There is a connect, after all. The
connect of the ancient and modern; of an antiquated post office building and an
internet café; of the gastronomic excellence of a Nasi lemak and the
ever-present pizza-burger; of ancient churches and the new temples of worship:
malls.
The first Dutch ship to have landed in Malaca has been
redesigned as a museum for the younger generation to understand the dynamics
of a nation, born out of maritime trade relations between East and West. This southern
Malaysian port is sleepy, but it had once been a hub of active trade, and one
of the inspirations of European colonial ambition. Today, it stands as a mere
reminder of the past. The aggressive sophistication of the present has
conveniently swept those memories under gorgeous Persian carpets, desperately
being preserved by standalone connoisseurs.
But this was one of the small pieces of Malaysia one can taste.
The rest of the cities are like any other. The buildings, the flyovers, the
malls, the brands, the food: there is no sense of heterogeneity. They all look
alike. Probably they would in any city in the world, what with its indistinguishable
flavours of burgers, pizza and mall “getaways” stocking identical brands .

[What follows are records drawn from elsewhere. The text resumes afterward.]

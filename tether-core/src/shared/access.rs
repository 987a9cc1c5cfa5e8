//! Accessor chains.
//!
//! A handle is an [`Access`] chain ending in a
//! [`ReferenceCore`](super::reference::ReferenceCore). Each link narrows the
//! value: [`Projected`] through a lens, [`Defaulted`] from `Option<V>` to
//! `V`. Reads and writes travel down the chain to the single owning value,
//! so no link ever holds a copy of the state.

use std::sync::Arc;

use super::reference::Reference;
use crate::path::Lens;

pub(crate) trait Access<V>: Send + Sync {
    fn read(&self, f: &mut dyn FnMut(&V));

    fn write(&self, f: &mut dyn FnMut(&mut V));

    /// The reference at the end of the chain.
    fn reference(&self) -> &dyn Reference;
}

/// Read through `access`.
pub(crate) fn read_with<V, R>(access: &dyn Access<V>, f: impl FnOnce(&V) -> R) -> R {
    let mut f = Some(f);
    let mut output = None;
    access.read(&mut |value| {
        if let Some(f) = f.take() {
            output = Some(f(value));
        }
    });
    output.expect("shared accessor did not provide its value")
}

/// Write through `access`.
pub(crate) fn write_with<V, R>(access: &dyn Access<V>, f: impl FnOnce(&mut V) -> R) -> R {
    let mut f = Some(f);
    let mut output = None;
    access.write(&mut |value| {
        if let Some(f) = f.take() {
            output = Some(f(value));
        }
    });
    output.expect("shared accessor did not provide its value")
}

pub(crate) struct Projected<P, V> {
    parent: Arc<dyn Access<P>>,
    lens: Lens<P, V>,
}

impl<P, V> Projected<P, V> {
    pub(crate) fn new(parent: Arc<dyn Access<P>>, lens: Lens<P, V>) -> Self {
        Self { parent, lens }
    }
}

impl<P: 'static, V: 'static> Access<V> for Projected<P, V> {
    fn read(&self, f: &mut dyn FnMut(&V)) {
        self.parent.read(&mut |parent| f(self.lens.get(parent)));
    }

    fn write(&self, f: &mut dyn FnMut(&mut V)) {
        self.parent.write(&mut |parent| f(self.lens.get_mut(parent)));
    }

    fn reference(&self) -> &dyn Reference {
        self.parent.reference()
    }
}

/// Unwraps an optional value, falling back to the value seen when the
/// handle was created.
pub(crate) struct Defaulted<V> {
    parent: Arc<dyn Access<Option<V>>>,
    default: V,
}

impl<V> Defaulted<V> {
    pub(crate) fn new(parent: Arc<dyn Access<Option<V>>>, default: V) -> Self {
        Self { parent, default }
    }
}

impl<V> Access<V> for Defaulted<V>
where
    V: Clone + Send + Sync + 'static,
{
    fn read(&self, f: &mut dyn FnMut(&V)) {
        self.parent.read(&mut |value| match value {
            Some(value) => f(value),
            None => f(&self.default),
        });
    }

    fn write(&self, f: &mut dyn FnMut(&mut V)) {
        self.parent
            .write(&mut |value| f(value.get_or_insert_with(|| self.default.clone())));
    }

    fn reference(&self) -> &dyn Reference {
        self.parent.reference()
    }
}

Is there anything native about a place today? I doubt it.
At least, the countryside in Malaysia has some pockets of pleasant
distractions in the form of stray landforms and stuctures. But its neighbour, Singapore, was
built, it seemed, in an assembly-line factory. The residential buildings and
spaces look alike, the parks are mirror images; their cafeteria-food line-up
almost clinically exact. It was as if a template was created and the city built
on that. This clinical and too perfect a city can evoke a sense of boredom. Its
lack of authenticity and the absence of nativity reflect an identity crisis, a
personality disorder. Are all cities going this way?
Pockets of Indian cities, for sure, look the same with their
malls, pizza-coffee-burger outlets and brands. But there are still native elements
preserved in its chaotic nerve structure. Give me the chaos; I will choose it
any day to the clinical precision of modern cities.